SUPPLIED RECORDS START

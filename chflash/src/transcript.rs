//! Transcript logging of the USB conversation.
//!
//! A transcript sink observes every request/reply pair for diagnostics.
//! Beyond recording, the sink is also the strategy object for the two
//! operator-facing policy decisions that depend on whether logging is
//! active:
//!
//! - with a transcript attached, a verify failure is recorded and the
//!   remaining addresses are still checked, producing a complete
//!   diagnostic map instead of aborting at the first mismatch;
//! - with a transcript attached, the final exit-bootloader command is
//!   suppressed so the device stays inspectable.
//!
//! [`NullTranscript`] gives the strict no-logging behavior,
//! [`FileTranscript`] the diagnostic behavior with the plain-text log
//! format.

use {
    crate::transport::MAX_TRANSFER,
    log::warn,
    std::{
        fmt::Write as _,
        fs::File,
        io::{self, BufWriter, Write},
        path::Path,
        time::SystemTime,
    },
};

/// Row of dashes delimiting transcript sections and error banners.
pub const SEPARATOR: &str =
    "-----------------------------------------------------------------------------------------";

/// Transfer direction of a recorded frame.
#[derive(Debug, Clone, Copy, PartialEq, Eq)]
pub enum Direction {
    /// Host to device.
    Tx,
    /// Device to host.
    Rx,
}

/// One transport call as seen by the transcript.
#[derive(Debug, Clone, Copy)]
pub struct TransferRecord<'a> {
    /// Transfer direction.
    pub direction: Direction,
    /// Raw frame bytes.
    pub bytes: &'a [u8],
    /// Flash address the frame refers to, when it is a data frame.
    pub annotated_address: Option<u16>,
    /// Reply status byte, when the frame carries one.
    pub status: Option<u8>,
}

/// Observer and policy strategy for a bootloader session.
///
/// All recording methods default to no-ops so policy-only
/// implementations stay small.
pub trait TranscriptSink {
    /// Start a named section of the conversation (e.g. "Erasing flash:").
    fn begin_section(&mut self, _title: &str) {}

    /// Start a write/verify section. The compact OK/ERR rows that follow
    /// share one column key, emitted here rather than per frame.
    fn begin_data_section(&mut self, _title: &str) {}

    /// Record one transport call.
    fn record(&mut self, _record: &TransferRecord<'_>) {}

    /// Record one write/verify data exchange as a compact OK/ERR row.
    fn data_exchange(&mut self, _address: u16, _tx: &[u8], _status: Option<u8>, _ok: bool) {}

    /// Append a fatal error message before the transcript is closed.
    fn note_error(&mut self, _message: &str) {}

    /// Flush buffered output; called on every session exit path.
    fn finalize(&mut self) {}

    /// Whether verify failures are recorded and iteration continues.
    fn continue_on_verify_error(&self) -> bool {
        false
    }

    /// Whether the final exit-bootloader command is suppressed.
    fn suppress_exit(&self) -> bool {
        false
    }
}

/// Sink for running without a transcript: records nothing, first verify
/// failure aborts, exit command is sent.
#[derive(Debug, Default, Clone, Copy)]
pub struct NullTranscript;

impl TranscriptSink for NullTranscript {}

/// Plain-text transcript writer.
///
/// Layout (one exchange):
///
/// ```text
/// add= 00|01|02|03|...
/// tx = a1:12:00:52:...
/// rx = 52:11:00:00:59:00
/// ```
///
/// Data-phase exchanges are compacted to one row per frame:
///
/// ```text
/// 0x0150:OK :a5:3d:00:50:01:...
/// ```
pub struct FileTranscript<W: Write> {
    out: W,
}

impl FileTranscript<BufWriter<File>> {
    /// Create a transcript file at `path`, truncating any existing file.
    pub fn create(path: impl AsRef<Path>) -> io::Result<Self> {
        let file = File::create(path)?;
        Self::new(BufWriter::new(file))
    }
}

impl<W: Write> FileTranscript<W> {
    /// Wrap a writer and emit the timestamped header.
    pub fn new(mut out: W) -> io::Result<Self> {
        writeln!(out, "{SEPARATOR}")?;
        writeln!(out, "{}", humantime::format_rfc3339_seconds(SystemTime::now()))?;
        writeln!(out, "{SEPARATOR}")?;
        Ok(Self { out })
    }

    /// The wrapped writer, for inspection in tests.
    pub fn inner(&self) -> &W {
        &self.out
    }

    fn write_line(&mut self, line: &str) {
        if let Err(err) = writeln!(self.out, "{line}") {
            warn!("transcript write failed: {err}");
        }
    }
}

/// Render bytes as colon-separated hex, the transcript's byte format.
fn hex_row(bytes: &[u8]) -> String {
    let mut row = String::with_capacity(bytes.len() * 3);
    for (i, byte) in bytes.iter().enumerate() {
        if i > 0 {
            row.push(':');
        }
        let _ = write!(row, "{byte:02x}");
    }
    row
}

/// Render the column-offset header row for a frame of `len` bytes.
fn offset_row(len: usize) -> String {
    let mut row = String::from("add= ");
    for i in 0..len {
        if i > 0 {
            row.push('|');
        }
        let _ = write!(row, "{i:02x}");
    }
    row
}

impl<W: Write> TranscriptSink for FileTranscript<W> {
    fn begin_section(&mut self, title: &str) {
        self.write_line(SEPARATOR);
        self.write_line(title);
    }

    fn begin_data_section(&mut self, title: &str) {
        self.write_line(SEPARATOR);
        self.write_line(title);
        self.write_line(&offset_row(MAX_TRANSFER));
    }

    fn record(&mut self, record: &TransferRecord<'_>) {
        match record.direction {
            Direction::Tx => {
                self.write_line(&offset_row(record.bytes.len()));
                self.write_line(&format!("tx = {}", hex_row(record.bytes)));
            },
            Direction::Rx => {
                self.write_line(&format!("rx = {}", hex_row(record.bytes)));
            },
        }
    }

    fn data_exchange(&mut self, address: u16, tx: &[u8], _status: Option<u8>, ok: bool) {
        let marker = if ok { "OK " } else { "ERR" };
        self.write_line(&format!("0x{address:04x}:{marker}:{}", hex_row(tx)));
    }

    fn note_error(&mut self, message: &str) {
        self.write_line(SEPARATOR);
        self.write_line(message);
        self.finalize();
    }

    fn finalize(&mut self) {
        if let Err(err) = self.out.flush() {
            warn!("transcript flush failed: {err}");
        }
    }

    fn continue_on_verify_error(&self) -> bool {
        true
    }

    fn suppress_exit(&self) -> bool {
        true
    }
}

#[cfg(test)]
mod tests {
    use super::*;

    fn transcript() -> FileTranscript<Vec<u8>> {
        FileTranscript::new(Vec::new()).unwrap()
    }

    fn contents(transcript: &FileTranscript<Vec<u8>>) -> String {
        String::from_utf8(transcript.inner().clone()).unwrap()
    }

    #[test]
    fn test_header_has_separators_and_timestamp() {
        let transcript = transcript();
        let text = contents(&transcript);
        let lines: Vec<&str> = text.lines().collect();
        assert_eq!(lines.len(), 3);
        assert_eq!(lines[0], SEPARATOR);
        assert_eq!(lines[2], SEPARATOR);
        // RFC 3339 timestamp in the middle row.
        assert!(lines[1].contains('T') && lines[1].ends_with('Z'));
    }

    #[test]
    fn test_records_tx_and_rx_rows() {
        let mut transcript = transcript();
        transcript.begin_section("Chip identification:");
        transcript.record(&TransferRecord {
            direction: Direction::Tx,
            bytes: &[0xa1, 0x12, 0x00],
            annotated_address: None,
            status: None,
        });
        transcript.record(&TransferRecord {
            direction: Direction::Rx,
            bytes: &[0x52, 0x11],
            annotated_address: None,
            status: None,
        });

        let text = contents(&transcript);
        assert!(text.contains("Chip identification:"));
        assert!(text.contains("add= 00|01|02"));
        assert!(text.contains("tx = a1:12:00"));
        assert!(text.contains("rx = 52:11"));
    }

    #[test]
    fn test_data_section_leads_with_offset_header() {
        let mut transcript = transcript();
        transcript.begin_data_section("Writing 300 bytes to flash:");
        transcript.data_exchange(0x0000, &[0xa5, 0x3d], Some(0x00), true);

        let text = contents(&transcript);
        let lines: Vec<&str> = text.lines().collect();
        assert_eq!(lines[4], "Writing 300 bytes to flash:");
        assert!(lines[5].starts_with("add= 00|01|"));
        assert!(lines[5].ends_with("|3f"));
        assert!(lines[6].starts_with("0x0000:OK "));
    }

    #[test]
    fn test_data_exchange_rows_mark_ok_and_err() {
        let mut transcript = transcript();
        transcript.data_exchange(0x0000, &[0xa5, 0x3d], Some(0x00), true);
        transcript.data_exchange(0x0150, &[0xa6, 0x3d], Some(0xf5), false);

        let text = contents(&transcript);
        assert!(text.contains("0x0000:OK :a5:3d"));
        assert!(text.contains("0x0150:ERR:a6:3d"));
    }

    #[test]
    fn test_note_error_appends_banner() {
        let mut transcript = transcript();
        transcript.note_error("verify failed at address 0x0150");

        let text = contents(&transcript);
        assert!(text.ends_with("verify failed at address 0x0150\n"));
    }

    #[test]
    fn test_policy_asymmetry() {
        let with_log = transcript();
        assert!(with_log.continue_on_verify_error());
        assert!(with_log.suppress_exit());

        let without = NullTranscript;
        assert!(!without.continue_on_verify_error());
        assert!(!without.suppress_exit());
    }
}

SUPPLIED RECORDS END

#### [EXERCISE DESCRIPTION]
Please reproduce exactly the lines from the first one of the records above through the line containing "attached, the final exit-bootloader command is", both included, and nothing else.

#### [TASK SOLUTION]
filename chflash/src/transcript.rs
//! Transcript logging of the USB conversation.
//!
//! A transcript sink observes every request/reply pair for diagnostics.
//! Beyond recording, the sink is also the strategy object for the two
//! operator-facing policy decisions that depend on whether logging is
//! active:
//!
//! - with a transcript attached, a verify failure is recorded and the
//!   remaining addresses are still checked, producing a complete
//!   diagnostic map instead of aborting at the first mismatch;
//! - with a transcript attached, the final exit-bootloader command is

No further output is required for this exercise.